Late 20th Century Wulfenite Collecting in the San Francisco Mine, Mexico

Tony L Potucek

https://doi.org/10.58799/NMMS-2015.511

[view as PDF]

figure
Figure1

The San Francisco Mine, also known as Cerro Prieto, is located about 65 km (40 miles) east of Magdalena, Sonora Mexico in classic Sonoran Desert terrain. The closest municipality is Cucurpe, and the mine is located on Ranch Cerro Prieto property, owned by the Pedro Trelles family (Fig.1). While the mine is only a little over 100 km south of the USA-Mexico border town of Nogales, the trip can take a half day or more to get to the mine from Nogales due to customs, immigration, and poor roads. The San Francisco Mine is a world famous classic locality for being one of the most prolific producers of wulfenite-yellow to orange, clear window panes of wulfenite to 18 cm, some with attached balls of red-orange to yellow mimetite. Many collectors consider their collections incomplete unless at least one San Francisco wulfenite graces their shelves.

On or around the end of the 1800s, the unexplored veins on Cerro Prieto were found to be enriched in gold. The Chenowith family began working the mining property, and about 1900, a 20-stamp mill equipped for amalgamation of the ore was erected to treat the ores coming from workings near the top of Cerro Prieto. Today, large red open stopes testify to the size and amount of material worked during these early days. The rumor persists of a crew of miners buried forever within Cerro Prieto when a massive cave-in took place. Mining continued intermittently until the late 1960s although no specimens are known to have been produced. Specimen mining for wulfenite started in the early 1970s and continued through a series of intriguing episodes up to 1994.

Rocks consist of Lower Cretaceous-age Bisbee Group shales, limestone and arkosic sand-stones and Lower Tertiary-age andesite-dacite flows, and silicic ash flow tuffs. The walls of a prominent north-northwest striking shear zone up to 30 m wide form what is called the East & West Veins. The dip is vertical to 80–90o easterly. The shear zone is traceable for a couple thou-sand meters on the surface. The shear zone shows movement, thus creating a complex series of parallel and horse-tailing faults within the brecciated interior underground.

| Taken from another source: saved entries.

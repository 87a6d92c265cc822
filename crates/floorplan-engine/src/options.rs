// This Source Code Form is subject to the terms of the Mozilla Public
// License, v. 2.0. If a copy of the MPL was not distributed with this
// file, You can obtain one at https://mozilla.org/MPL/2.0/.

//! Validation options

use floorplan_geometry::GeometryOptions;
use serde::{Deserialize, Serialize};

/// Options of a validation run
///
/// Deserializes from a partial JSON object; missing fields take the defaults.
#[derive(Clone, Debug, PartialEq, Serialize, Deserialize)]
#[serde(default)]
pub struct ValidationOptions {
    /// Coordinate tolerance in cm
    pub epsilon: f64,
    /// Minimum camera up/direction angle in degrees
    pub parallel_tolerance_deg: f64,
    /// Wall endpoint gap threshold in cm (0 disables gap detection)
    pub endpoint_snap: f64,
    /// Maximum number of catalog lookups in flight
    pub max_concurrent_lookups: usize,
    /// Treat any error finding as a failed validation
    pub strict: bool,
    /// Write registry defaults for absent fields into the normalized document
    pub fill_defaults: bool,
}

impl Default for ValidationOptions {
    fn default() -> Self {
        Self {
            epsilon: 1e-6,
            parallel_tolerance_deg: 1e-3,
            endpoint_snap: 1.0,
            max_concurrent_lookups: 16,
            strict: false,
            fill_defaults: false,
        }
    }
}

impl ValidationOptions {
    pub fn new() -> Self {
        Self::default()
    }

    /// Zero-error policy with tight tolerances
    pub fn strict() -> Self {
        Self::from_geometry(GeometryOptions::strict()).with_strict(true)
    }

    /// Loose tolerances, no gap detection
    pub fn lenient() -> Self {
        Self::from_geometry(GeometryOptions::lenient())
    }

    fn from_geometry(geometry: GeometryOptions) -> Self {
        Self {
            epsilon: geometry.epsilon,
            parallel_tolerance_deg: geometry.parallel_tolerance_deg,
            endpoint_snap: geometry.endpoint_snap,
            ..Self::default()
        }
    }

    /// Set coordinate tolerance
    pub fn with_epsilon(mut self, epsilon: f64) -> Self {
        self.epsilon = epsilon;
        self
    }

    /// Set camera parallel tolerance
    pub fn with_parallel_tolerance(mut self, degrees: f64) -> Self {
        self.parallel_tolerance_deg = degrees;
        self
    }

    /// Set wall endpoint snap distance
    pub fn with_endpoint_snap(mut self, snap: f64) -> Self {
        self.endpoint_snap = snap;
        self
    }

    /// Set catalog fan-out
    pub fn with_max_concurrent_lookups(mut self, max: usize) -> Self {
        self.max_concurrent_lookups = max;
        self
    }

    /// Enable or disable the zero-error policy
    pub fn with_strict(mut self, strict: bool) -> Self {
        self.strict = strict;
        self
    }

    /// Materialize defaults in the normalized document
    pub fn with_fill_defaults(mut self, fill: bool) -> Self {
        self.fill_defaults = fill;
        self
    }

    /// Tolerances for the geometry validator
    pub fn geometry(&self) -> GeometryOptions {
        GeometryOptions {
            epsilon: self.epsilon,
            parallel_tolerance_deg: self.parallel_tolerance_deg,
            endpoint_snap: self.endpoint_snap,
        }
    }

    /// Effective fan-out, at least one
    pub fn lookup_concurrency(&self) -> usize {
        self.max_concurrent_lookups.max(1)
    }
}
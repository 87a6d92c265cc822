// This Source Code Form is subject to the terms of the Mozilla Public
// License, v. 2.0. If a copy of the MPL was not distributed with this
// file, You can obtain one at https://mozilla.org/MPL/2.0/.

//! Full pipeline scenarios

#![recursion_limit = "256"]

use approx::assert_relative_eq;
use floorplan_engine::{ConsistencyChecker, InMemoryCatalog, Normalizer, Stage, ValidationOptions};
use floorplan_model::{
    rule, Catalog, CatalogError, CatalogResult, EntityKind, EntityPath, Error, Lookup, Project,
};
use futures_util::future::BoxFuture;
use serde_json::{json, Value};

fn project(design: Value) -> Value {
    let mut base = json!({
        "id": 1, "name": "main", "items": [], "lines": [], "walls": [], "areas": [],
        "labels": [], "cameras": [], "surfaces": []
    });
    if let (Some(map), Value::Object(extra)) = (base.as_object_mut(), design) {
        map.extend(extra);
    }
    json!({
        "id": 42, "name": "apartment", "public": false,
        "floors": [{"id": 1, "name": "ground", "level": 0, "height": 250, "designs": [base]}]
    })
}

fn straight_wall(openings: Value) -> Value {
    json!({
        "a": {"x": 0, "y": 0}, "b": {"x": 400, "y": 0},
        "az": {"z": 0, "h": 250}, "bz": {"z": 0, "h": 250},
        "left": {"a": {"x": 0, "y": -5}, "b": {"x": 400, "y": -5}},
        "right": {"a": {"x": 0, "y": 5}, "b": {"x": 400, "y": 5}},
        "openings": openings,
        "thickness": 10, "balance": 0.5
    })
}

fn door(t: f64) -> Value {
    json!({"type": "door", "refid": "door-90", "t": t, "width": 120, "z": 0, "z_height": 210,
           "openState": 0})
}

fn camera(up: [f64; 3]) -> Value {
    json!({
        "x": 100, "y": 100, "z": 160, "name": "entry", "type_name": "walkthrough",
        "lightSettings": {"day": true, "dayTime": "Midday", "scene": "SKY", "profile": false,
                          "clouds": 1, "altitude": 45, "azimuth": 0, "intensity": 80},
        "fov": 60, "dx": 1, "dy": 0, "dz": 0, "ux": up[0], "uy": up[1], "uz": up[2]
    })
}

fn catalog() -> InMemoryCatalog {
    InMemoryCatalog::new().with_component("door-90")
}

#[tokio::test]
async fn test_door_in_wall_is_accepted_clean() {
    let catalog = catalog();
    let checker = ConsistencyChecker::new(&catalog);
    let outcome = checker
        .check(&project(json!({"walls": [straight_wall(json!([door(0.5)]))]})))
        .await
        .unwrap();

    assert_eq!(outcome.stage, Stage::Accepted);
    assert!(outcome.report.is_empty(), "{:?}", outcome.report);

    let doc = outcome.document.unwrap();
    let wall = &doc.floors[0].designs[0].walls[0];
    assert_relative_eq!(wall.left.a.x, 0.0);
    assert_relative_eq!(wall.left.a.y, -5.0);
    assert_relative_eq!(wall.right.a.x, 0.0);
    assert_relative_eq!(wall.right.a.y, 5.0);
    assert_eq!(wall.openings[0].mirrored, None);
}

#[tokio::test]
async fn test_zero_finding_document_is_fixed_point() {
    let value = project(json!({"walls": [straight_wall(json!([door(0.5)]))]}));
    let input: Project = serde_json::from_value(value.clone()).unwrap();

    let catalog = catalog();
    let outcome = ConsistencyChecker::new(&catalog).check(&value).await.unwrap();
    assert!(outcome.report.is_empty(), "{:?}", outcome.report);
    assert_eq!(outcome.document.as_ref(), Some(&input));
    assert_eq!(Normalizer::default().normalize(&input).unwrap(), input);
}

#[tokio::test]
async fn test_fill_defaults_spells_out_door_defaults() {
    let value = project(json!({"walls": [straight_wall(json!([door(0.5)]))]}));
    let catalog = catalog();
    let options = ValidationOptions::default().with_fill_defaults(true);
    let outcome = ConsistencyChecker::with_options(&catalog, options)
        .check(&value)
        .await
        .unwrap();

    assert!(outcome.report.is_empty());
    let doc = outcome.document.unwrap();
    assert_eq!(doc.floors[0].designs[0].walls[0].openings[0].mirrored, Some([0, 0]));
    assert_eq!(Normalizer::default().with_fill_defaults(true).normalize(&doc).unwrap(), doc);
}

#[tokio::test]
async fn test_overlapping_doors() {
    let catalog = catalog();
    let checker = ConsistencyChecker::new(&catalog);
    let outcome = checker
        .check(&project(json!({"walls": [straight_wall(json!([door(0.5), door(0.6)]))]})))
        .await
        .unwrap();

    assert!(outcome.is_accepted());
    assert_eq!(outcome.report.error_count(), 1);
    let overlaps: Vec<_> = outcome.report.by_rule(rule::OPENING_OVERLAP).collect();
    assert_eq!(overlaps.len(), 1);
    assert_eq!(overlaps[0].path, EntityPath::opening(0, 0, 0, 0));
    assert_eq!(overlaps[0].related, vec![EntityPath::opening(0, 0, 0, 1)]);
}

#[tokio::test]
async fn test_canonical_document_is_fixed_point() {
    let mut canonical_door = door(0.5);
    canonical_door["mirrored"] = json!([0, 0]);
    let value = project(json!({
        "walls": [straight_wall(json!([canonical_door]))],
        "areas": [{"poly": [{"x": 0, "y": 0}, {"x": 400, "y": 0}, {"x": 400, "y": 300}],
                   "patternRotation": 0, "patternAlpha": 100, "patternScale": 100}],
        "cameras": [camera([0.0, 0.0, 1.0])]
    }));
    let input: Project = serde_json::from_value(value).unwrap();

    let normalized = Normalizer::default().normalize(&input).unwrap();
    assert_eq!(normalized, input);

    let catalog = catalog();
    let outcome = ConsistencyChecker::new(&catalog)
        .check_project(&input)
        .await
        .unwrap();
    assert!(outcome.is_clean());
    assert_eq!(outcome.document, Some(input));
}

#[tokio::test]
async fn test_normalization_is_idempotent() {
    let messy = project(json!({
        "walls": [{
            "a": {"x": 0, "y": 0}, "b": {"x": 300, "y": 400},
            "az": {"z": 0, "h": 250}, "bz": {"z": 0, "h": 250},
            "left": {"a": {"x": 0, "y": 0}, "b": {"x": 300, "y": 400}},
            "right": {"a": {"x": 0, "y": 0}, "b": {"x": 300, "y": 400}},
            "openings": [], "thickness": 10, "balance": 0.3
        }],
        "areas": [{"poly": [
            {"x": 0, "y": 0}, {"x": 0, "y": 100}, {"x": 100, "y": 100}, {"x": 100, "y": 0},
            {"x": 0, "y": 0}
        ], "patternScale": 900}],
        "labels": [{"x": 0, "y": 0, "text": "Kitchen", "fontFamily": "Arial",
                    "fontColor": "#333", "backgroundColor": "#fff", "align": "center",
                    "fontSize": 14, "letterSpacing": 0, "rotation": -270}],
        "cameras": [camera([0.0, 0.0, -1.0])]
    }));
    let input: Project = serde_json::from_value(messy).unwrap();
    let normalizer = Normalizer::default();

    let once = normalizer.normalize(&input).unwrap();
    assert_ne!(once, input);
    let twice = normalizer.normalize(&once).unwrap();
    assert_eq!(twice, once);

    let design = &once.floors[0].designs[0];
    let wall = &design.walls[0];
    assert_relative_eq!(wall.left.a.distance(&wall.right.a), 10.0, epsilon = 1e-6);
    assert_relative_eq!(wall.left.b.distance(&wall.right.b), 10.0, epsilon = 1e-6);
    assert_eq!(design.areas[0].poly.len(), 4);
    assert_eq!(design.areas[0].style.pattern_scale, Some(400.0));
    assert_relative_eq!(design.labels[0].rotation, 90.0);
    assert_eq!(design.cameras[0].up(), [0.0, 0.0, 1.0]);
}

#[tokio::test]
async fn test_opening_span_overlap() {
    let wall = json!({
        "a": {"x": 0, "y": 0}, "b": {"x": 200, "y": 0},
        "az": {"z": 0, "h": 250}, "bz": {"z": 0, "h": 250},
        "left": {"a": {"x": 0, "y": -5}, "b": {"x": 200, "y": -5}},
        "right": {"a": {"x": 0, "y": 5}, "b": {"x": 200, "y": 5}},
        "openings": [
            {"type": "window", "refid": "win", "t": 0.5, "width": 100, "z": 90,
             "z_height": 100, "openState": 0},
            {"type": "window", "refid": "win", "t": 0.5, "width": 100, "z": 90,
             "z_height": 100, "openState": 0}
        ],
        "thickness": 10, "balance": 0.5
    });
    let value = project(json!({"walls": [wall]}));
    let input: Project = serde_json::from_value(value.clone()).unwrap();

    let opening = &input.floors[0].designs[0].walls[0].openings[0];
    let (start, end) = opening.span(200.0);
    assert_relative_eq!(start, 0.25);
    assert_relative_eq!(end, 0.75);

    let catalog = InMemoryCatalog::new().with_component("win");
    let outcome = ConsistencyChecker::new(&catalog).check(&value).await.unwrap();
    assert_eq!(outcome.report.by_rule(rule::OPENING_OVERLAP).count(), 1);
}

#[tokio::test]
async fn test_small_polygon_has_single_finding() {
    let catalog = catalog();
    let outcome = ConsistencyChecker::new(&catalog)
        .check(&project(json!({"areas": [{"poly": [{"x": 0, "y": 0}, {"x": 0, "y": 0}]}]})))
        .await
        .unwrap();

    assert!(outcome.is_accepted());
    let findings = outcome.report.findings();
    assert_eq!(findings.len(), 1);
    assert_eq!(findings[0].rule, rule::POLYGON_TOO_FEW_VERTICES);
    assert_eq!(findings[0].path, EntityPath::entity(0, 0, EntityKind::Area, 0));
}

#[tokio::test]
async fn test_structural_error_rejects() {
    let mut wall = straight_wall(json!([]));
    wall["thickness"] = json!("thick");
    let catalog = catalog();
    let outcome = ConsistencyChecker::new(&catalog)
        .check(&project(json!({"walls": [wall]})))
        .await
        .unwrap();

    assert_eq!(outcome.stage, Stage::Rejected);
    assert!(outcome.document.is_none());
    assert!(outcome.report.has_structural());
    assert!(!outcome.passes(false));
}

#[tokio::test]
async fn test_strict_policy() {
    let catalog = InMemoryCatalog::new();
    let checker = ConsistencyChecker::with_options(&catalog, ValidationOptions::strict());
    let outcome = checker
        .check(&project(json!({"walls": [straight_wall(json!([door(0.5)]))]})))
        .await
        .unwrap();

    // the door refid is unknown to an empty catalog
    assert!(outcome.is_accepted());
    assert_eq!(outcome.report.by_rule(rule::UNRESOLVED_REFERENCE).count(), 1);
    assert!(!outcome.passes(checker.options().strict));
}

struct Unreachable;

impl Catalog for Unreachable {
    fn lookup_component<'a>(&'a self, _id: &'a str) -> BoxFuture<'a, CatalogResult<Lookup>> {
        Box::pin(async { Err(CatalogError::unreachable("timeout after 30s")) })
    }

    fn lookup_material_variant<'a>(
        &'a self,
        material: &'a str,
        _variant: i64,
    ) -> BoxFuture<'a, CatalogResult<Lookup>> {
        Box::pin(async move { Err(CatalogError::lookup("material", material, "503")) })
    }

    fn lookup_room_style<'a>(&'a self, _id: &'a str) -> BoxFuture<'a, CatalogResult<Lookup>> {
        Box::pin(async { Err(CatalogError::unreachable("timeout after 30s")) })
    }

    fn lookup_room_type(&self, _id: i64) -> BoxFuture<'_, CatalogResult<Lookup>> {
        Box::pin(async { Err(CatalogError::unreachable("timeout after 30s")) })
    }

    fn lookup_material_asset<'a>(&'a self, _id: &'a str) -> BoxFuture<'a, CatalogResult<Lookup>> {
        Box::pin(async { Err(CatalogError::unreachable("timeout after 30s")) })
    }
}

#[tokio::test]
async fn test_catalog_failure_is_fatal() {
    let checker = ConsistencyChecker::new(&Unreachable);
    let result = checker
        .check(&project(json!({"walls": [straight_wall(json!([door(0.5)]))]})))
        .await;
    assert!(matches!(result, Err(Error::CatalogUnavailable(_))));
}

Mineralization is very simple, consisting of wulfenite, mimetite, cerussite, anglesite, quartz, barite, hematite & calcite, with remnant galena and sphalerite. Rarely, visible gold can be seen without a hand lens. Mineralization (wulfenite) is restricted to the altered and brecciated Mn-rich oxides within the shear zone. Flexures (steepening/flattening) in the veins created open space to form the most productive & mineralized areas for pockets of crystallized wulfenite-mi-metite.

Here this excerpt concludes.